*** Opening Listed records ***
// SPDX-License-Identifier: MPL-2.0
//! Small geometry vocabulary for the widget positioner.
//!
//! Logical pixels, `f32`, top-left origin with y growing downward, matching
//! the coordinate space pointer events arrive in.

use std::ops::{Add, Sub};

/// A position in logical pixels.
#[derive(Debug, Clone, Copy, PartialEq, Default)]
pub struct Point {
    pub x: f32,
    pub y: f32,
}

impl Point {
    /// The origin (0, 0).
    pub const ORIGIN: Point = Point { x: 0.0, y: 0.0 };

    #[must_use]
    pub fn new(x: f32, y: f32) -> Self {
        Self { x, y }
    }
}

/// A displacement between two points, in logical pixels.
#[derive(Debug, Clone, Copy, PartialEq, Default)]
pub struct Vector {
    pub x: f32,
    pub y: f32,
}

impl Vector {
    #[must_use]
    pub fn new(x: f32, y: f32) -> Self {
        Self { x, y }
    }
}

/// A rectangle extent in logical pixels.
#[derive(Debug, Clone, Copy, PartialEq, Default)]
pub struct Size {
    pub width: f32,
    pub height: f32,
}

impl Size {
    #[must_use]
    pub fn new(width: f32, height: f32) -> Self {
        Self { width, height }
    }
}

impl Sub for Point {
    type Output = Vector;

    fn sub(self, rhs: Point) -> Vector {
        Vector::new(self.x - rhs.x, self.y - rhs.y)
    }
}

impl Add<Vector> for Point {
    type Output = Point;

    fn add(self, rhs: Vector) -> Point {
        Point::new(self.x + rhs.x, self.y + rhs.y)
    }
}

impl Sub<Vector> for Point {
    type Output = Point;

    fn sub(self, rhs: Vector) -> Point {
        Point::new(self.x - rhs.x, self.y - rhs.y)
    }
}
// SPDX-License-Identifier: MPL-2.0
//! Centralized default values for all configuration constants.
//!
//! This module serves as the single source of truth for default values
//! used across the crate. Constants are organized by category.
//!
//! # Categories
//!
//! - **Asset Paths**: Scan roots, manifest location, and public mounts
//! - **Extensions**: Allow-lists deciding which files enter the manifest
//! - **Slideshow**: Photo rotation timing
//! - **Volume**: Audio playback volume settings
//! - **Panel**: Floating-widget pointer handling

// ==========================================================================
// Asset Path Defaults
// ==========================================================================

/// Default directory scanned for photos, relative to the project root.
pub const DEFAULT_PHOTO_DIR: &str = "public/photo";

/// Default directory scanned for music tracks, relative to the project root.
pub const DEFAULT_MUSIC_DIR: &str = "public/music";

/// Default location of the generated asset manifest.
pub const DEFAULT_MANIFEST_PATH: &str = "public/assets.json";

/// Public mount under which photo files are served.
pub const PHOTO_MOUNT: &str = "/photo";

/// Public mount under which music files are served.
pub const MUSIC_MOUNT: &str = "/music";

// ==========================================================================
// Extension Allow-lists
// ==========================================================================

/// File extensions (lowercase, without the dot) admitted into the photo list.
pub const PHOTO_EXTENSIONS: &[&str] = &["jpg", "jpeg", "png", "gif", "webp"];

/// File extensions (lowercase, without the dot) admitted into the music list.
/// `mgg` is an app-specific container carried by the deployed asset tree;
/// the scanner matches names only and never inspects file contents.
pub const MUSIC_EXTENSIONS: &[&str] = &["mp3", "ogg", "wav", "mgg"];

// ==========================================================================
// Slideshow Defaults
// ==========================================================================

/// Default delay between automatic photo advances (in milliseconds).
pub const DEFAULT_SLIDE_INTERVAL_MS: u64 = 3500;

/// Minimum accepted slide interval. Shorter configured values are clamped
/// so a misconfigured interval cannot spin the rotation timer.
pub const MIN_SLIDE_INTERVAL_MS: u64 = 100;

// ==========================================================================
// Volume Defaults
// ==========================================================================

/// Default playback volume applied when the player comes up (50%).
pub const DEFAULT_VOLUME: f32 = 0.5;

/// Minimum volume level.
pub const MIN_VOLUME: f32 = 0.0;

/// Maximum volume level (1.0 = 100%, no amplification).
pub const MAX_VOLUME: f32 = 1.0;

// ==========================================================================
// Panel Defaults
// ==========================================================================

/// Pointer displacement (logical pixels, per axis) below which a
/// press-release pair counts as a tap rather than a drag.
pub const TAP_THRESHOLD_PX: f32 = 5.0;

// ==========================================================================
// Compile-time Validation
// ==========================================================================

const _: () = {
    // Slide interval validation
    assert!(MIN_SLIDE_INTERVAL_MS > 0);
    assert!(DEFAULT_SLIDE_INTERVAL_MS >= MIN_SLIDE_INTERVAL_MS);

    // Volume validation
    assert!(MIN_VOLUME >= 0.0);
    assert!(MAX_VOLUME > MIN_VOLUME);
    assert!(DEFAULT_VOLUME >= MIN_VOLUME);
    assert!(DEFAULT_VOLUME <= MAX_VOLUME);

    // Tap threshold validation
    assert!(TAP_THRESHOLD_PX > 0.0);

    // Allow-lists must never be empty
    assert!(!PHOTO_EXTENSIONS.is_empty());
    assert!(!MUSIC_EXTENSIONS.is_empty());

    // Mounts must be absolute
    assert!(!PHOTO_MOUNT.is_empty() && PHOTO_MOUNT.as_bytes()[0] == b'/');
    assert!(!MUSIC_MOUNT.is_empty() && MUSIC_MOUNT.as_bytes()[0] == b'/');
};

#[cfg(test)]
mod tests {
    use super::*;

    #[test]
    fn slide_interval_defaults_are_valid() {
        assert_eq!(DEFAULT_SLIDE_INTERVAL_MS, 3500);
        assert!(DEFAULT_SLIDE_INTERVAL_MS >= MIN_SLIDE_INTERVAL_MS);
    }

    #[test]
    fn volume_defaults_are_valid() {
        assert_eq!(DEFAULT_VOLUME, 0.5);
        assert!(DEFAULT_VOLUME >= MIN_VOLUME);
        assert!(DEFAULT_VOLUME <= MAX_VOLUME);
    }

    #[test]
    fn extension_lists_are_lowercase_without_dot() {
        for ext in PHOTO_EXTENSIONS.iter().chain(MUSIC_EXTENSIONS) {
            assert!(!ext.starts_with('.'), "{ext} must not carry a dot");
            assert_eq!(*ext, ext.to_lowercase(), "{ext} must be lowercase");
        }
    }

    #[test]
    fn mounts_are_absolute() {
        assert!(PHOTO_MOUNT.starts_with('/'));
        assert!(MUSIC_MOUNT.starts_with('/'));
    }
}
*** Closing Listed records ***
> **Task to complete**: Give back the records above, character for character.

> **The completed task**:
// SPDX-License-Identifier: MPL-2.0
//! Small geometry vocabulary for the widget positioner.
//!
//! Logical pixels, `f32`, top-left origin with y growing downward, matching
//! the coordinate space pointer events arrive in.

use std::ops::{Add, Sub};

/// A position in logical pixels.
#[derive(Debug, Clone, Copy, PartialEq, Default)]
pub struct Point {
    pub x: f32,
    pub y: f32,
}

impl Point {
    /// The origin (0, 0).
    pub const ORIGIN: Point = Point { x: 0.0, y: 0.0 };

    #[must_use]
    pub fn new(x: f32, y: f32) -> Self {
        Self { x, y }
    }
}

/// A displacement between two points, in logical pixels.
#[derive(Debug, Clone, Copy, PartialEq, Default)]
pub struct Vector {
    pub x: f32,
    pub y: f32,
}

impl Vector {
    #[must_use]
    pub fn new(x: f32, y: f32) -> Self {
        Self { x, y }
    }
}

/// A rectangle extent in logical pixels.
#[derive(Debug, Clone, Copy, PartialEq, Default)]
pub struct Size {
    pub width: f32,
    pub height: f32,
}

impl Size {
    #[must_use]
    pub fn new(width: f32, height: f32) -> Self {
        Self { width, height }
    }
}

impl Sub for Point {
    type Output = Vector;

    fn sub(self, rhs: Point) -> Vector {
        Vector::new(self.x - rhs.x, self.y - rhs.y)
    }
}

impl Add<Vector> for Point {
    type Output = Point;

    fn add(self, rhs: Vector) -> Point {
        Point::new(self.x + rhs.x, self.y + rhs.y)
    }
}

impl Sub<Vector> for Point {
    type Output = Point;

    fn sub(self, rhs: Vector) -> Point {
        Point::new(self.x - rhs.x, self.y - rhs.y)
    }
}
// SPDX-License-Identifier: MPL-2.0
//! Centralized default values for all configuration constants.
//!
//! This module serves as the single source of truth for default values
//! used across the crate. Constants are organized by category.
//!
//! # Categories
//!
//! - **Asset Paths**: Scan roots, manifest location, and public mounts
//! - **Extensions**: Allow-lists deciding which files enter the manifest
//! - **Slideshow**: Photo rotation timing
//! - **Volume**: Audio playback volume settings
//! - **Panel**: Floating-widget pointer handling

// ==========================================================================
// Asset Path Defaults
// ==========================================================================

/// Default directory scanned for photos, relative to the project root.
pub const DEFAULT_PHOTO_DIR: &str = "public/photo";

/// Default directory scanned for music tracks, relative to the project root.
pub const DEFAULT_MUSIC_DIR: &str = "public/music";

/// Default location of the generated asset manifest.
pub const DEFAULT_MANIFEST_PATH: &str = "public/assets.json";

/// Public mount under which photo files are served.
pub const PHOTO_MOUNT: &str = "/photo";

/// Public mount under which music files are served.
pub const MUSIC_MOUNT: &str = "/music";

// ==========================================================================
// Extension Allow-lists
// ==========================================================================

/// File extensions (lowercase, without the dot) admitted into the photo list.
pub const PHOTO_EXTENSIONS: &[&str] = &["jpg", "jpeg", "png", "gif", "webp"];

/// File extensions (lowercase, without the dot) admitted into the music list.
/// `mgg` is an app-specific container carried by the deployed asset tree;
/// the scanner matches names only and never inspects file contents.
pub const MUSIC_EXTENSIONS: &[&str] = &["mp3", "ogg", "wav", "mgg"];

// ==========================================================================
// Slideshow Defaults
// ==========================================================================

/// Default delay between automatic photo advances (in milliseconds).
pub const DEFAULT_SLIDE_INTERVAL_MS: u64 = 3500;

/// Minimum accepted slide interval. Shorter configured values are clamped
/// so a misconfigured interval cannot spin the rotation timer.
pub const MIN_SLIDE_INTERVAL_MS: u64 = 100;

// ==========================================================================
// Volume Defaults
// ==========================================================================

/// Default playback volume applied when the player comes up (50%).
pub const DEFAULT_VOLUME: f32 = 0.5;

/// Minimum volume level.
pub const MIN_VOLUME: f32 = 0.0;

/// Maximum volume level (1.0 = 100%, no amplification).
pub const MAX_VOLUME: f32 = 1.0;

// ==========================================================================
// Panel Defaults
// ==========================================================================

/// Pointer displacement (logical pixels, per axis) below which a
/// press-release pair counts as a tap rather than a drag.
pub const TAP_THRESHOLD_PX: f32 = 5.0;

// ==========================================================================
// Compile-time Validation
// ==========================================================================

const _: () = {
    // Slide interval validation
    assert!(MIN_SLIDE_INTERVAL_MS > 0);
    assert!(DEFAULT_SLIDE_INTERVAL_MS >= MIN_SLIDE_INTERVAL_MS);

    // Volume validation
    assert!(MIN_VOLUME >= 0.0);
    assert!(MAX_VOLUME > MIN_VOLUME);
    assert!(DEFAULT_VOLUME >= MIN_VOLUME);
    assert!(DEFAULT_VOLUME <= MAX_VOLUME);

    // Tap threshold validation
    assert!(TAP_THRESHOLD_PX > 0.0);

    // Allow-lists must never be empty
    assert!(!PHOTO_EXTENSIONS.is_empty());
    assert!(!MUSIC_EXTENSIONS.is_empty());

    // Mounts must be absolute
    assert!(!PHOTO_MOUNT.is_empty() && PHOTO_MOUNT.as_bytes()[0] == b'/');
    assert!(!MUSIC_MOUNT.is_empty() && MUSIC_MOUNT.as_bytes()[0] == b'/');
};

#[cfg(test)]
mod tests {
    use super::*;

    #[test]
    fn slide_interval_defaults_are_valid() {
        assert_eq!(DEFAULT_SLIDE_INTERVAL_MS, 3500);
        assert!(DEFAULT_SLIDE_INTERVAL_MS >= MIN_SLIDE_INTERVAL_MS);
    }

    #[test]
    fn volume_defaults_are_valid() {
        assert_eq!(DEFAULT_VOLUME, 0.5);
        assert!(DEFAULT_VOLUME >= MIN_VOLUME);
        assert!(DEFAULT_VOLUME <= MAX_VOLUME);
    }

    #[test]
    fn extension_lists_are_lowercase_without_dot() {
        for ext in PHOTO_EXTENSIONS.iter().chain(MUSIC_EXTENSIONS) {
            assert!(!ext.starts_with('.'), "{ext} must not carry a dot");
            assert_eq!(*ext, ext.to_lowercase(), "{ext} must be lowercase");
        }
    }

    #[test]
    fn mounts_are_absolute() {
        assert!(PHOTO_MOUNT.starts_with('/'));
        assert!(MUSIC_MOUNT.starts_with('/'));
    }
}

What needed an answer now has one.